*DATA SECTION*.
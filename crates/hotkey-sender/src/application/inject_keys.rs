//! InjectionEngine: turns symbolic key actions into OS input events.
//!
//! This use case sits at the application layer and delegates to an
//! [`InputInjector`] trait object for the two things only the OS can do:
//! translate a virtual key into a scan code under the current layout, and
//! accept a synthetic event into the input stream.  The platform-specific
//! implementations are in the infrastructure layer.
//!
//! # Event sequences
//!
//! | Class            | Submissions                    |
//! |------------------|--------------------------------|
//! | Momentary        | `down(key)`, then `up(key)`    |
//! | ModifierHold     | `down(key)`                    |
//! | ModifierRelease  | `up(key)`                      |
//!
//! A hold is never paired with a release by the engine.  Pairing them is the
//! caller's job, and so is serialising calls that must not interleave: the
//! engine carries no state between calls and takes no locks.

use std::sync::Arc;

use hotkey_core::{
    ActionClass, CatalogError, HotKey, InputEvent, KeyAction, KeyCatalog, KeyDirection,
    KeyEncoding, Modifier, PhysicalKey, ScanCode,
};
use thiserror::Error;
use tracing::{debug, warn};

/// Error type for injection operations.
#[derive(Debug, Clone, PartialEq, Eq, Error)]
pub enum InjectionError {
    /// The OS accepted fewer events than were submitted.  Typical causes are
    /// an elevated foreground process, the secure desktop, or an
    /// input-blocking policy.  Not retried.
    #[error("OS accepted {accepted} of {requested} {class} events for {key}")]
    Rejected {
        key: PhysicalKey,
        class: ActionClass,
        requested: u32,
        accepted: u32,
    },

    /// The caller named an action outside the catalog.
    #[error(transparent)]
    Catalog(#[from] CatalogError),
}

/// Platform input injection port.
///
/// Each supported OS provides an implementation in the infrastructure layer.
#[cfg_attr(test, mockall::automock)]
pub trait InputInjector: Send + Sync {
    /// Translates `key` into its scan code under the current keyboard layout.
    ///
    /// Called on every injection; implementations must not cache across
    /// layout changes.  Returns `None` when the layout has no scan code for
    /// the key.
    fn scan_code(&self, key: PhysicalKey) -> Option<ScanCode>;

    /// Submits one event and returns how many events the OS accepted (0 or 1).
    fn submit(&self, event: &InputEvent) -> u32;
}

/// The injection engine.
///
/// Cheap to share: both collaborators are behind `Arc`.
#[derive(Clone)]
pub struct InjectionEngine {
    catalog: Arc<KeyCatalog>,
    injector: Arc<dyn InputInjector>,
}

impl InjectionEngine {
    /// Creates an engine over the given catalog and platform injector.
    pub fn new(catalog: Arc<KeyCatalog>, injector: Arc<dyn InputInjector>) -> Self {
        Self { catalog, injector }
    }

    pub fn catalog(&self) -> &KeyCatalog {
        &self.catalog
    }

    /// Executes one catalog action.
    ///
    /// # Errors
    ///
    /// Returns [`InjectionError::Rejected`] if the OS accepted fewer events
    /// than the action's class requires.
    pub fn execute(&self, action: KeyAction) -> Result<(), InjectionError> {
        let binding = self.catalog.resolve(action);
        debug!(%action, key = %binding.key, class = %binding.class, "executing action");
        match binding.class {
            ActionClass::Momentary => self.execute_momentary(binding.key),
            ActionClass::ModifierHold => self.execute_modifier_hold(binding.key),
            ActionClass::ModifierRelease => self.execute_modifier_release(binding.key),
        }
    }

    /// Parses a stable action name and executes it.
    ///
    /// # Errors
    ///
    /// Returns [`InjectionError::Catalog`] for unknown names, otherwise as
    /// [`InjectionEngine::execute`].
    pub fn execute_named(&self, name: &str) -> Result<KeyAction, InjectionError> {
        let action = self.catalog.lookup(name)?;
        self.execute(action)?;
        Ok(action)
    }

    /// Presses and releases a hot key.
    ///
    /// # Errors
    ///
    /// See [`InjectionEngine::execute`].
    pub fn press(&self, key: HotKey) -> Result<(), InjectionError> {
        self.execute(KeyAction::Press(key))
    }

    /// Pushes a modifier down and leaves it down.
    ///
    /// # Errors
    ///
    /// See [`InjectionEngine::execute`].
    pub fn hold(&self, modifier: Modifier) -> Result<(), InjectionError> {
        self.execute(KeyAction::Hold(modifier))
    }

    /// Lets a modifier up.
    ///
    /// # Errors
    ///
    /// See [`InjectionEngine::execute`].
    pub fn release(&self, modifier: Modifier) -> Result<(), InjectionError> {
        self.execute(KeyAction::Release(modifier))
    }

    /// Submits `down(key)` then `up(key)` as two back-to-back submissions.
    ///
    /// The up event is submitted even when the down event was rejected, so a
    /// partially accepted press never leaves the key logically held.
    ///
    /// # Errors
    ///
    /// Returns [`InjectionError::Rejected`] unless both events were accepted.
    pub fn execute_momentary(&self, key: PhysicalKey) -> Result<(), InjectionError> {
        let down = self.encode(key, KeyDirection::Down);
        let up = down.reversed();

        // Nothing may run between these two submissions.
        let accepted = self.injector.submit(&down);
        let accepted = accepted.saturating_add(self.injector.submit(&up));

        settle(key, ActionClass::Momentary, accepted)
    }

    /// Submits a single `down(key)`.
    ///
    /// # Errors
    ///
    /// Returns [`InjectionError::Rejected`] if the event was not accepted.
    pub fn execute_modifier_hold(&self, key: PhysicalKey) -> Result<(), InjectionError> {
        let event = self.encode(key, KeyDirection::Down);
        let accepted = self.injector.submit(&event);
        settle(key, ActionClass::ModifierHold, accepted)
    }

    /// Submits a single `up(key)`.
    ///
    /// # Errors
    ///
    /// Returns [`InjectionError::Rejected`] if the event was not accepted.
    pub fn execute_modifier_release(&self, key: PhysicalKey) -> Result<(), InjectionError> {
        let event = self.encode(key, KeyDirection::Up);
        let accepted = self.injector.submit(&event);
        settle(key, ActionClass::ModifierRelease, accepted)
    }

    /// Builds the event for `key`, resolving its scan code afresh.
    fn encode(&self, key: PhysicalKey, direction: KeyDirection) -> InputEvent {
        let encoding = match self.injector.scan_code(key) {
            Some(sc) => KeyEncoding::ScanCode(sc.with_extended(key.is_extended())),
            None => {
                warn!(%key, "layout has no scan code for key; using virtual-key form");
                KeyEncoding::VirtualKey
            }
        };
        InputEvent::new(key, direction, encoding)
    }
}

/// Collapses an accepted-event count into the binary per-action result.
fn settle(key: PhysicalKey, class: ActionClass, accepted: u32) -> Result<(), InjectionError> {
    let requested = class.event_count() as u32;
    if accepted >= requested {
        debug!(%key, %class, accepted, "injection accepted");
        Ok(())
    } else {
        warn!(%key, %class, requested, accepted, "injection rejected by OS");
        Err(InjectionError::Rejected {
            key,
            class,
            requested,
            accepted,
        })
    }
}

// ── Tests ─────────────────────────────────────────────────────────────────────
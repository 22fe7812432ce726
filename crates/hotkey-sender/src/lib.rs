//! hotkey-sender library entry point.
//!
//! Re-exports all public modules so that integration tests in `tests/`
//! and the binary entry point in `main.rs` share the same module tree.
//!
//! # What does hotkey-sender do? (for beginners)
//!
//! A host application (a game launcher, a macro tool) wants to press keys on
//! the user's behalf so that the foreground application cannot tell the
//! difference from a physical keyboard.  This crate:
//!
//! 1. Takes a symbolic request (`"pressEnter"`, `hold(Modifier::Alt)`).
//! 2. Resolves it through the [`hotkey_core::KeyCatalog`] to a physical key
//!    and an action class.
//! 3. Asks the OS for the key's scan code under the current layout.
//! 4. Submits the scan-code encoded down/up events through the platform
//!    injection API (`SendInput` on Windows).
//! 5. Reports whether the OS accepted every event.

/// Application layer: the injection engine, the name-based dispatcher, and
/// the hot-key activation state machine.
pub mod application;

/// Infrastructure layer: OS injection backends and configuration storage.
pub mod infrastructure;
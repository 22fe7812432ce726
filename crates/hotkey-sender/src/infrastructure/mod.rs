//! Infrastructure layer for hotkey-sender.
//!
//! Contains OS-facing adapters: the input injection backends and the
//! configuration file store.
//!
//! **Dependency rule**: this layer may depend on `application` and
//! `hotkey_core`, but MUST NOT be imported by the `application` layer.
//!
//! # Sub-modules
//!
//! - **`input_injection`** – implementations of `InputInjector`.  The native
//!   Windows backend is compiled only on Windows; the recording backend is
//!   available everywhere and backs dry runs and tests.
//!
//! - **`storage`** – TOML configuration load/save under the platform config
//!   directory.

pub mod input_injection;
pub mod storage;
//! Criterion benchmarks for catalog resolution and event construction.
//!
//! Every injected action goes through a name lookup (binding layer), a
//! catalog resolve, and a scan-code lookup before any OS call is made.  These
//! benches keep that path honest.
//!
//! Run with:
//! ```bash
//! cargo bench --package hotkey-core --bench catalog_bench
//! ```

use criterion::{black_box, criterion_group, criterion_main, BenchmarkId, Criterion};
use hotkey_core::keymap::scan_set1;
use hotkey_core::{HotKey, InputEvent, KeyAction, KeyCatalog, Modifier, PhysicalKey};

// ── Benchmarks: catalog ───────────────────────────────────────────────────────

fn bench_catalog_resolve(c: &mut Criterion) {
    let catalog = KeyCatalog::standard();
    let mut group = c.benchmark_group("catalog");

    group.bench_function("resolve_single", |b| {
        b.iter(|| catalog.resolve(black_box(KeyAction::Press(HotKey::Enter))))
    });

    group.bench_function("resolve_all_19", |b| {
        b.iter(|| {
            KeyAction::all()
                .map(|action| catalog.resolve(black_box(action)))
                .collect::<Vec<_>>()
        })
    });

    group.finish();
}

fn bench_catalog_lookup(c: &mut Criterion) {
    let catalog = KeyCatalog::standard();
    let mut group = c.benchmark_group("catalog");

    // Name parsing is a linear scan over the stable names: the first entry, the
    // last entry, and a name outside the catalog (full scan, then error).
    for name in ["pressNum1", "releaseAlt", "pressShift"] {
        group.bench_with_input(BenchmarkId::new("lookup", name), &name, |b, &name| {
            b.iter(|| catalog.lookup(black_box(name)))
        });
    }

    group.finish();
}

// ── Benchmarks: event construction ────────────────────────────────────────────

fn bench_event_construction(c: &mut Criterion) {
    let mut group = c.benchmark_group("events");

    group.bench_function("momentary_pair", |b| {
        b.iter(|| {
            let key = black_box(PhysicalKey::F1);
            let down = InputEvent::down(key, scan_set1::scan_code(key));
            (down, down.reversed())
        })
    });

    group.bench_function("modifier_hold", |b| {
        b.iter(|| {
            let key = black_box(Modifier::Alt).physical_key();
            InputEvent::down(key, scan_set1::scan_code(key))
        })
    });

    group.finish();
}

criterion_group!(
    benches,
    bench_catalog_resolve,
    bench_catalog_lookup,
    bench_event_construction,
);
criterion_main!(benches);
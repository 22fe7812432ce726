//! Domain types for hot-key injection.
//!
//! Everything here is pure data with no OS dependencies:
//!
//! - **`action`** – what a caller can ask for ([`action::KeyAction`]) and the
//!   class of event sequence each request needs ([`action::ActionClass`]).
//! - **`event`** – the immutable [`event::InputEvent`] records the engine
//!   builds immediately before an OS call and discards immediately after.

pub mod action;
pub mod event;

*THE PROBLEM*.
Return the lines of the records that include the string "from".

*TASK RESULT*.
    Catalog(#[from] CatalogError),
//! difference from a physical keyboard.  This crate:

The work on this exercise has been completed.